> _Work task_
The whole listing below is to be output exactly, with no line skipped.

⁂

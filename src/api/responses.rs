//! API error envelope and response conventions.

use axum::{
    http::StatusCode,
    response::{IntoResponse, Response},
    Json,
};
use serde::Serialize;
use serde_json::{json, Value};

use crate::bridge::BridgeError;
use crate::dispatch::DispatchError;
use crate::store::StoreError;
use crate::tenant::AccessError;
use crate::validation::FieldError;

/// JSON error envelope: `{"error": <code>, "details": ...?}`.
#[derive(Debug, Clone, Serialize)]
pub struct ApiError {
    #[serde(skip)]
    pub status: StatusCode,
    pub error: String,
    #[serde(skip_serializing_if = "Option::is_none")]
    pub details: Option<Value>,
}

impl ApiError {
    pub fn new(status: StatusCode, error: impl Into<String>) -> Self {
        Self {
            status,
            error: error.into(),
            details: None,
        }
    }

    pub fn with_details(mut self, details: Value) -> Self {
        self.details = Some(details);
        self
    }

    pub fn tenant_required() -> Self {
        Self::new(StatusCode::UNPROCESSABLE_ENTITY, "tenant_required")
    }

    pub fn forbidden() -> Self {
        Self::new(StatusCode::FORBIDDEN, "forbidden")
    }

    pub fn not_found(what: impl Into<String>) -> Self {
        Self::new(StatusCode::NOT_FOUND, "not_found").with_details(json!({"resource": what.into()}))
    }

    pub fn no_samples() -> Self {
        Self::new(StatusCode::NOT_FOUND, "no_samples")
    }

    pub fn invalid_payload(errors: &[FieldError]) -> Self {
        Self::new(StatusCode::UNPROCESSABLE_ENTITY, "invalid_payload")
            .with_details(json!({ "errors": errors }))
    }

    pub fn component_module_required() -> Self {
        Self::new(StatusCode::UNPROCESSABLE_ENTITY, "component_module_required")
    }

    pub fn forge_unavailable() -> Self {
        Self::new(StatusCode::SERVICE_UNAVAILABLE, "forge_unavailable")
    }

    pub fn internal(message: impl Into<String>) -> Self {
        Self::new(StatusCode::INTERNAL_SERVER_ERROR, "internal_error")
            .with_details(json!({"message": message.into()}))
    }
}

impl IntoResponse for ApiError {
    fn into_response(self) -> Response {
        let status = self.status;
        (status, Json(self)).into_response()
    }
}

impl From<AccessError> for ApiError {
    fn from(err: AccessError) -> Self {
        match err {
            AccessError::TenantRequired => ApiError::tenant_required(),
            AccessError::TenantMismatch => {
                ApiError::new(StatusCode::UNPROCESSABLE_ENTITY, "tenant_mismatch")
            }
            AccessError::ForbiddenCrossTenantAccess => ApiError::new(
                StatusCode::FORBIDDEN,
                "forbidden_cross_tenant_access",
            ),
            AccessError::Forbidden => ApiError::forbidden(),
        }
    }
}

impl From<StoreError> for ApiError {
    fn from(err: StoreError) -> Self {
        match err {
            StoreError::NotFound(id) => ApiError::not_found(id),
            StoreError::TenantMismatch(_) => {
                ApiError::new(StatusCode::UNPROCESSABLE_ENTITY, "tenant_mismatch")
            }
            StoreError::DuplicateLabel { .. } => {
                ApiError::new(StatusCode::UNPROCESSABLE_ENTITY, "duplicate_label")
            }
            StoreError::DuplicateName(name) => {
                ApiError::new(StatusCode::UNPROCESSABLE_ENTITY, "duplicate_name")
                    .with_details(json!({ "name": name }))
            }
            other => ApiError::internal(other.to_string()),
        }
    }
}

impl From<DispatchError> for ApiError {
    fn from(err: DispatchError) -> Self {
        match err {
            DispatchError::NoSamples => ApiError::no_samples(),
            DispatchError::Forbidden(reason) => {
                ApiError::forbidden().with_details(json!({ "reason": reason }))
            }
            DispatchError::Expired => {
                ApiError::new(StatusCode::UNPROCESSABLE_ENTITY, "expired")
            }
            DispatchError::DuplicateLabel => {
                ApiError::new(StatusCode::UNPROCESSABLE_ENTITY, "duplicate_label")
            }
            DispatchError::NotFound(id) => ApiError::not_found(id),
            DispatchError::Validation(errors) => ApiError::invalid_payload(&errors),
            DispatchError::Access(err) => err.into(),
            DispatchError::Policy(err) => {
                ApiError::new(StatusCode::UNPROCESSABLE_ENTITY, "policy_rejected")
                    .with_details(json!({"reason": err.to_string()}))
            }
            DispatchError::ForgeUnavailable => ApiError::forge_unavailable(),
            DispatchError::Store(err) => err.into(),
        }
    }
}

impl From<BridgeError> for ApiError {
    fn from(err: BridgeError) -> Self {
        match err {
            BridgeError::NotFound(id) => ApiError::not_found(id),
            // Breaker and transport failures read identically to callers.
            _ => ApiError::forge_unavailable(),
        }
    }
}

#[cfg(test)]
mod tests {
    use super::*;
    use crate::validation::ValidationCode;

    #[test]
    fn validation_errors_carry_the_full_list() {
        let errors = vec![
            FieldError {
                field: "category".into(),
                code: ValidationCode::InvalidOptions,
                message: "bad".into(),
            },
            FieldError {
                field: "score".into(),
                code: ValidationCode::OutOfRange,
                message: "too big".into(),
            },
        ];

        let err = ApiError::invalid_payload(&errors);
        assert_eq!(err.status, StatusCode::UNPROCESSABLE_ENTITY);
        let details = err.details.unwrap();
        assert_eq!(details["errors"].as_array().unwrap().len(), 2);
    }

    #[test]
    fn dispatch_errors_map_to_the_contract_statuses() {
        assert_eq!(
            ApiError::from(DispatchError::NoSamples).status,
            StatusCode::NOT_FOUND
        );
        assert_eq!(
            ApiError::from(DispatchError::Forbidden("x".into())).status,
            StatusCode::FORBIDDEN
        );
        assert_eq!(
            ApiError::from(DispatchError::Expired).status,
            StatusCode::UNPROCESSABLE_ENTITY
        );
        assert_eq!(
            ApiError::from(DispatchError::ForgeUnavailable).status,
            StatusCode::SERVICE_UNAVAILABLE
        );
    }
}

⁂

> _Reply to the exercise_
filename src/api/responses.rs
//! API error envelope and response conventions.

use axum::{
    http::StatusCode,
    response::{IntoResponse, Response},
    Json,
};
use serde::Serialize;
use serde_json::{json, Value};

use crate::bridge::BridgeError;
use crate::dispatch::DispatchError;
use crate::store::StoreError;
use crate::tenant::AccessError;
use crate::validation::FieldError;

/// JSON error envelope: `{"error": <code>, "details": ...?}`.
#[derive(Debug, Clone, Serialize)]
pub struct ApiError {
    #[serde(skip)]
    pub status: StatusCode,
    pub error: String,
    #[serde(skip_serializing_if = "Option::is_none")]
    pub details: Option<Value>,
}

impl ApiError {
    pub fn new(status: StatusCode, error: impl Into<String>) -> Self {
        Self {
            status,
            error: error.into(),
            details: None,
        }
    }

    pub fn with_details(mut self, details: Value) -> Self {
        self.details = Some(details);
        self
    }

    pub fn tenant_required() -> Self {
        Self::new(StatusCode::UNPROCESSABLE_ENTITY, "tenant_required")
    }

    pub fn forbidden() -> Self {
        Self::new(StatusCode::FORBIDDEN, "forbidden")
    }

    pub fn not_found(what: impl Into<String>) -> Self {
        Self::new(StatusCode::NOT_FOUND, "not_found").with_details(json!({"resource": what.into()}))
    }

    pub fn no_samples() -> Self {
        Self::new(StatusCode::NOT_FOUND, "no_samples")
    }

    pub fn invalid_payload(errors: &[FieldError]) -> Self {
        Self::new(StatusCode::UNPROCESSABLE_ENTITY, "invalid_payload")
            .with_details(json!({ "errors": errors }))
    }

    pub fn component_module_required() -> Self {
        Self::new(StatusCode::UNPROCESSABLE_ENTITY, "component_module_required")
    }

    pub fn forge_unavailable() -> Self {
        Self::new(StatusCode::SERVICE_UNAVAILABLE, "forge_unavailable")
    }

    pub fn internal(message: impl Into<String>) -> Self {
        Self::new(StatusCode::INTERNAL_SERVER_ERROR, "internal_error")
            .with_details(json!({"message": message.into()}))
    }
}

impl IntoResponse for ApiError {
    fn into_response(self) -> Response {
        let status = self.status;
        (status, Json(self)).into_response()
    }
}

impl From<AccessError> for ApiError {
    fn from(err: AccessError) -> Self {
        match err {
            AccessError::TenantRequired => ApiError::tenant_required(),
            AccessError::TenantMismatch => {
                ApiError::new(StatusCode::UNPROCESSABLE_ENTITY, "tenant_mismatch")
            }
            AccessError::ForbiddenCrossTenantAccess => ApiError::new(
                StatusCode::FORBIDDEN,
                "forbidden_cross_tenant_access",
            ),
            AccessError::Forbidden => ApiError::forbidden(),
        }
    }
}

impl From<StoreError> for ApiError {
    fn from(err: StoreError) -> Self {
        match err {
            StoreError::NotFound(id) => ApiError::not_found(id),
            StoreError::TenantMismatch(_) => {
                ApiError::new(StatusCode::UNPROCESSABLE_ENTITY, "tenant_mismatch")
            }
            StoreError::DuplicateLabel { .. } => {
                ApiError::new(StatusCode::UNPROCESSABLE_ENTITY, "duplicate_label")
            }
            StoreError::DuplicateName(name) => {
                ApiError::new(StatusCode::UNPROCESSABLE_ENTITY, "duplicate_name")
                    .with_details(json!({ "name": name }))
            }
            other => ApiError::internal(other.to_string()),
        }
    }
}

impl From<DispatchError> for ApiError {
    fn from(err: DispatchError) -> Self {
        match err {
            DispatchError::NoSamples => ApiError::no_samples(),
            DispatchError::Forbidden(reason) => {
                ApiError::forbidden().with_details(json!({ "reason": reason }))
            }
            DispatchError::Expired => {
                ApiError::new(StatusCode::UNPROCESSABLE_ENTITY, "expired")
            }
            DispatchError::DuplicateLabel => {
                ApiError::new(StatusCode::UNPROCESSABLE_ENTITY, "duplicate_label")
            }
            DispatchError::NotFound(id) => ApiError::not_found(id),
            DispatchError::Validation(errors) => ApiError::invalid_payload(&errors),
            DispatchError::Access(err) => err.into(),
            DispatchError::Policy(err) => {
                ApiError::new(StatusCode::UNPROCESSABLE_ENTITY, "policy_rejected")
                    .with_details(json!({"reason": err.to_string()}))
            }
            DispatchError::ForgeUnavailable => ApiError::forge_unavailable(),
            DispatchError::Store(err) => err.into(),
        }
    }
}

impl From<BridgeError> for ApiError {
    fn from(err: BridgeError) -> Self {
        match err {
            BridgeError::NotFound(id) => ApiError::not_found(id),
            // Breaker and transport failures read identically to callers.
            _ => ApiError::forge_unavailable(),
        }
    }
}

#[cfg(test)]
mod tests {
    use super::*;
    use crate::validation::ValidationCode;

    #[test]
    fn validation_errors_carry_the_full_list() {
        let errors = vec![
            FieldError {
                field: "category".into(),
                code: ValidationCode::InvalidOptions,
                message: "bad".into(),
            },
            FieldError {
                field: "score".into(),
                code: ValidationCode::OutOfRange,
                message: "too big".into(),
            },
        ];

        let err = ApiError::invalid_payload(&errors);
        assert_eq!(err.status, StatusCode::UNPROCESSABLE_ENTITY);
        let details = err.details.unwrap();
        assert_eq!(details["errors"].as_array().unwrap().len(), 2);
    }

    #[test]
    fn dispatch_errors_map_to_the_contract_statuses() {
        assert_eq!(
            ApiError::from(DispatchError::NoSamples).status,
            StatusCode::NOT_FOUND
        );
        assert_eq!(
            ApiError::from(DispatchError::Forbidden("x".into())).status,
            StatusCode::FORBIDDEN
        );
        assert_eq!(
            ApiError::from(DispatchError::Expired).status,
            StatusCode::UNPROCESSABLE_ENTITY
        );
        assert_eq!(
            ApiError::from(DispatchError::ForgeUnavailable).status,
            StatusCode::SERVICE_UNAVAILABLE
        );
    }
}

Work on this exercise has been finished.